* _Exercise_: Report each line of the data below in which "AuthDescriptor" appears.

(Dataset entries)
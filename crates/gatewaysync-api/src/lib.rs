//! Copyright (C) 2026 Pedro Henrique / phkaiser13
//!
//! CustomResource definition and shared wire types for GatewaySync.
//!
//! This crate has no Kubernetes-client-side behavior (no reconcile, no
//! discovery, no signaling I/O) — it is the type vocabulary every other
//! crate in the workspace shares, keeping CRD struct definitions free of
//! controller logic.
//!
//! SPDX-License-Identifier: Apache-2.0

use chrono::{DateTime, Utc};
use kube::CustomResource;
use schemars::JsonSchema;
use serde::{Deserialize, Serialize};

/// The `GatewaySync` custom resource: one logical sync domain (a Git
/// repository plus the gateway pods it drives).
#[derive(CustomResource, Deserialize, Serialize, Clone, Debug, JsonSchema, Default)]
#[kube(
    group = "sync.stoker.io",
    version = "v1alpha1",
    kind = "GatewaySync",
    namespaced,
    status = "GatewaySyncStatus",
    shortname = "gwsync",
    printcolumn = r#"{"name":"Ready", "type":"string", "jsonPath":".status.conditions[?(@.type==\"Ready\")].status"}"#,
    printcolumn = r#"{"name":"Synced", "type":"string", "jsonPath":".status.lastSyncCommitShort"}"#,
    printcolumn = r#"{"name":"Age", "type":"date", "jsonPath":".metadata.creationTimestamp"}"#
)]
#[serde(rename_all = "camelCase")]
pub struct GatewaySyncSpec {
    pub git: GitSpec,
    pub gateway: GatewaySpec,
    pub sync: SyncSpec,
    #[serde(default)]
    pub polling: PollingSpec,
    #[serde(default)]
    pub paused: bool,
}

#[derive(Deserialize, Serialize, Clone, Debug, JsonSchema)]
#[serde(rename_all = "camelCase")]
pub struct GitSpec {
    pub url: String,
    #[serde(rename = "ref")]
    pub git_ref: String,
    pub auth: AuthDescriptor,
    #[serde(default, skip_serializing_if = "Option::is_none")]
    pub known_hosts_secret_ref: Option<SecretRef>,
}

/// One of three mutually-exclusive ways to authenticate to the Git remote.
#[derive(Deserialize, Serialize, Clone, Debug, JsonSchema)]
#[serde(rename_all = "camelCase", tag = "type")]
pub enum AuthDescriptor {
    None,
    Ssh { secret_ref: SecretRef },
    Token { secret_ref: SecretRef },
    App {
        secret_ref: SecretRef,
        app_id: u64,
        installation_id: u64,
    },
}

impl AuthDescriptor {
    pub fn type_name(&self) -> &'static str {
        match self {
            AuthDescriptor::None => "none",
            AuthDescriptor::Ssh { .. } => "ssh",
            AuthDescriptor::Token { .. } => "token",
            AuthDescriptor::App { .. } => "app",
        }
    }
}

#[derive(Deserialize, Serialize, Clone, Debug, JsonSchema)]
#[serde(rename_all = "camelCase")]
pub struct SecretRef {
    pub name: String,
    #[serde(default, skip_serializing_if = "Option::is_none")]
    pub key: Option<String>,
}

#[derive(Deserialize, Serialize, Clone, Debug, JsonSchema)]
#[serde(rename_all = "camelCase")]
pub struct GatewaySpec {
    #[serde(default = "default_gateway_port")]
    pub port: u16,
    #[serde(default)]
    pub tls: bool,
    pub api_key_secret_ref: SecretRef,
}

fn default_gateway_port() -> u16 {
    8088
}

#[derive(Deserialize, Serialize, Clone, Debug, JsonSchema)]
#[serde(rename_all = "camelCase")]
pub struct PollingSpec {
    #[serde(default = "default_polling_interval_seconds")]
    pub interval_seconds: u64,
}

impl Default for PollingSpec {
    fn default() -> Self {
        PollingSpec {
            interval_seconds: default_polling_interval_seconds(),
        }
    }
}

fn default_polling_interval_seconds() -> u64 {
    60
}

#[derive(Deserialize, Serialize, Clone, Debug, JsonSchema, Default)]
#[serde(rename_all = "camelCase")]
pub struct SyncSpec {
    #[serde(default)]
    pub defaults: SyncDefaults,
    pub profiles: std::collections::BTreeMap<String, ProfileSpec>,
}

#[derive(Deserialize, Serialize, Clone, Debug, JsonSchema, Default)]
#[serde(rename_all = "camelCase")]
pub struct SyncDefaults {
    #[serde(default)]
    pub vars: std::collections::BTreeMap<String, String>,
    #[serde(default)]
    pub exclude_patterns: Vec<String>,
    #[serde(default, skip_serializing_if = "Option::is_none")]
    pub sync_period_seconds: Option<u64>,
    #[serde(default, skip_serializing_if = "Option::is_none")]
    pub dry_run: Option<bool>,
    #[serde(default, skip_serializing_if = "Option::is_none")]
    pub designer_session_policy: Option<DesignerSessionPolicy>,
    #[serde(default, skip_serializing_if = "Option::is_none")]
    pub paused: Option<bool>,
}

#[derive(Deserialize, Serialize, Clone, Copy, Debug, JsonSchema, PartialEq, Eq)]
#[serde(rename_all = "camelCase")]
pub enum DesignerSessionPolicy {
    Wait,
    Proceed,
    Fail,
}

impl Default for DesignerSessionPolicy {
    fn default() -> Self {
        DesignerSessionPolicy::Proceed
    }
}

#[derive(Deserialize, Serialize, Clone, Debug, JsonSchema, Default)]
#[serde(rename_all = "camelCase")]
pub struct ProfileSpec {
    pub mappings: Vec<Mapping>,
    #[serde(default, skip_serializing_if = "Option::is_none")]
    pub vars: Option<std::collections::BTreeMap<String, String>>,
    #[serde(default, skip_serializing_if = "Option::is_none")]
    pub exclude_patterns: Option<Vec<String>>,
    #[serde(default, skip_serializing_if = "Option::is_none")]
    pub sync_period_seconds: Option<u64>,
    #[serde(default, skip_serializing_if = "Option::is_none")]
    pub dry_run: Option<bool>,
    #[serde(default, skip_serializing_if = "Option::is_none")]
    pub designer_session_policy: Option<DesignerSessionPolicy>,
    #[serde(default, skip_serializing_if = "Option::is_none")]
    pub depends_on: Option<Vec<String>>,
    #[serde(default, skip_serializing_if = "Option::is_none")]
    pub paused: Option<bool>,
}

#[derive(Deserialize, Serialize, Clone, Debug, JsonSchema, PartialEq)]
#[serde(rename_all = "camelCase")]
pub struct Mapping {
    pub source: String,
    pub destination: String,
    #[serde(default)]
    pub r#type: MappingType,
    #[serde(default)]
    pub required: bool,
    #[serde(default, skip_serializing_if = "Option::is_none")]
    pub transform: Option<String>,
}

/// `Infer` resolves to `Dir` or `File` at plan-build time by statting the
/// resolved source path.
#[derive(Deserialize, Serialize, Clone, Copy, Debug, JsonSchema, PartialEq, Eq, Default)]
#[serde(rename_all = "camelCase")]
pub enum MappingType {
    #[default]
    Infer,
    Dir,
    File,
}

// --- Observed state ---

#[derive(Deserialize, Serialize, Clone, Debug, JsonSchema, Default)]
#[serde(rename_all = "camelCase")]
pub struct GatewaySyncStatus {
    #[serde(default, skip_serializing_if = "Option::is_none")]
    pub observed_generation: Option<i64>,
    #[serde(default, skip_serializing_if = "Option::is_none")]
    pub last_sync_commit: Option<String>,
    #[serde(default, skip_serializing_if = "Option::is_none")]
    pub last_sync_commit_short: Option<String>,
    #[serde(default, skip_serializing_if = "Option::is_none")]
    pub last_sync_ref: Option<String>,
    #[serde(default, skip_serializing_if = "Option::is_none")]
    pub last_sync_time: Option<DateTime<Utc>>,
    #[serde(default)]
    pub ref_resolution_status: RefResolutionStatus,
    #[serde(default)]
    pub discovered_gateways: Vec<DiscoveredGateway>,
    #[serde(default)]
    pub conditions: Vec<Condition>,
}

#[derive(Deserialize, Serialize, Clone, Copy, Debug, JsonSchema, PartialEq, Eq, Default)]
#[serde(rename_all = "PascalCase")]
pub enum RefResolutionStatus {
    #[default]
    NotResolved,
    Resolving,
    Resolved,
    Error,
}

#[derive(Deserialize, Serialize, Clone, Debug, JsonSchema, Default, PartialEq)]
#[serde(rename_all = "camelCase")]
pub struct DiscoveredGateway {
    pub name: String,
    pub namespace: String,
    pub pod_name: String,
    #[serde(default, skip_serializing_if = "Option::is_none")]
    pub profile: Option<String>,
    pub sync_status: GatewaySyncState,
    #[serde(default, skip_serializing_if = "Option::is_none")]
    pub synced_commit: Option<String>,
    #[serde(default, skip_serializing_if = "Option::is_none")]
    pub synced_ref: Option<String>,
    #[serde(default, skip_serializing_if = "Option::is_none")]
    pub last_sync_time: Option<DateTime<Utc>>,
    #[serde(default, skip_serializing_if = "Option::is_none")]
    pub last_sync_duration_ms: Option<u64>,
    #[serde(default, skip_serializing_if = "Option::is_none")]
    pub agent_version: Option<String>,
    #[serde(default, skip_serializing_if = "Option::is_none")]
    pub last_scan_result: Option<String>,
    #[serde(default, skip_serializing_if = "Option::is_none")]
    pub files_changed: Option<u64>,
    #[serde(default, skip_serializing_if = "Option::is_none")]
    pub projects_synced: Option<u64>,
}

#[derive(Deserialize, Serialize, Clone, Copy, Debug, JsonSchema, PartialEq, Eq, Default)]
#[serde(rename_all = "PascalCase")]
pub enum GatewaySyncState {
    #[default]
    Pending,
    Syncing,
    Synced,
    Error,
    MissingSidecar,
}

impl GatewaySyncState {
    /// Small-integer encoding used by the `gatewaysync_gateway_sync_status` gauge.
    pub fn as_metric_value(self) -> i64 {
        match self {
            GatewaySyncState::Pending => 0,
            GatewaySyncState::Syncing => 1,
            GatewaySyncState::Synced => 2,
            GatewaySyncState::Error => 3,
            GatewaySyncState::MissingSidecar => 4,
        }
    }
}

/// A Kubernetes-convention condition: `⟨type, status, reason, message,
/// observedGeneration, lastTransitionTime⟩`. `last_transition_time` only
/// moves when `status` flips; `set` below encodes that rule.
#[derive(Deserialize, Serialize, Clone, Debug, JsonSchema)]
#[serde(rename_all = "camelCase")]
pub struct Condition {
    #[serde(rename = "type")]
    pub type_: String,
    pub status: ConditionStatus,
    pub reason: String,
    pub message: String,
    pub observed_generation: i64,
    pub last_transition_time: DateTime<Utc>,
}

#[derive(Deserialize, Serialize, Clone, Copy, Debug, JsonSchema, PartialEq, Eq)]
pub enum ConditionStatus {
    True,
    False,
    Unknown,
}

/// Condition type name constants, so callers never hand-type strings.
pub mod condition_types {
    pub const READY: &str = "Ready";
    pub const PROFILES_VALID: &str = "ProfilesValid";
    pub const REF_RESOLVED: &str = "RefResolved";
    pub const SIDECAR_INJECTED: &str = "SidecarInjected";
    pub const ALL_GATEWAYS_SYNCED: &str = "AllGatewaysSynced";
    pub const SSH_HOST_KEY_VERIFICATION: &str = "SSHHostKeyVerification";
}

/// Applies `next` into `conditions`, preserving `last_transition_time` from
/// the existing entry of the same type when `status` is unchanged. Returns
/// `true` when the condition's status flipped (the caller uses this to
/// decide whether to emit a one-shot Kubernetes event).
pub fn set_condition(conditions: &mut Vec<Condition>, mut next: Condition) -> bool {
    if let Some(existing) = conditions.iter_mut().find(|c| c.type_ == next.type_) {
        if existing.status == next.status {
            next.last_transition_time = existing.last_transition_time;
            *existing = next;
            return false;
        }
    }
    conditions.retain(|c| c.type_ != next.type_);
    conditions.push(next);
    true
}

#[cfg(test)]
mod tests {
    use super::*;

    fn cond(status: ConditionStatus, reason: &str) -> Condition {
        Condition {
            type_: condition_types::READY.to_string(),
            status,
            reason: reason.to_string(),
            message: reason.to_string(),
            observed_generation: 1,
            last_transition_time: Utc::now(),
        }
    }

    #[test]
    fn transition_time_preserved_when_status_unchanged() {
        let mut conditions = vec![];
        let first = cond(ConditionStatus::True, "Ready");
        let t0 = first.last_transition_time;
        set_condition(&mut conditions, first);

        std::thread::sleep(std::time::Duration::from_millis(2));
        let flipped = set_condition(&mut conditions, cond(ConditionStatus::True, "StillReady"));
        assert!(!flipped);
        assert_eq!(conditions[0].last_transition_time, t0);
        assert_eq!(conditions[0].reason, "StillReady");
    }

    #[test]
    fn transition_time_updates_on_status_flip() {
        let mut conditions = vec![];
        set_condition(&mut conditions, cond(ConditionStatus::True, "Ready"));
        let flipped = set_condition(&mut conditions, cond(ConditionStatus::False, "NotReady"));
        assert!(flipped);
        assert_eq!(conditions.len(), 1);
        assert_eq!(conditions[0].status, ConditionStatus::False);
    }

    #[test]
    fn auth_descriptor_type_names() {
        assert_eq!(AuthDescriptor::None.type_name(), "none");
        assert_eq!(
            AuthDescriptor::Token {
                secret_ref: SecretRef { name: "x".into(), key: None }
            }
            .type_name(),
            "token"
        );
    }
}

* _Response area_:
    pub auth: AuthDescriptor,
pub enum AuthDescriptor {
impl AuthDescriptor {
            AuthDescriptor::None => "none",
            AuthDescriptor::Ssh { .. } => "ssh",
            AuthDescriptor::Token { .. } => "token",
            AuthDescriptor::App { .. } => "app",
        assert_eq!(AuthDescriptor::None.type_name(), "none");
            AuthDescriptor::Token {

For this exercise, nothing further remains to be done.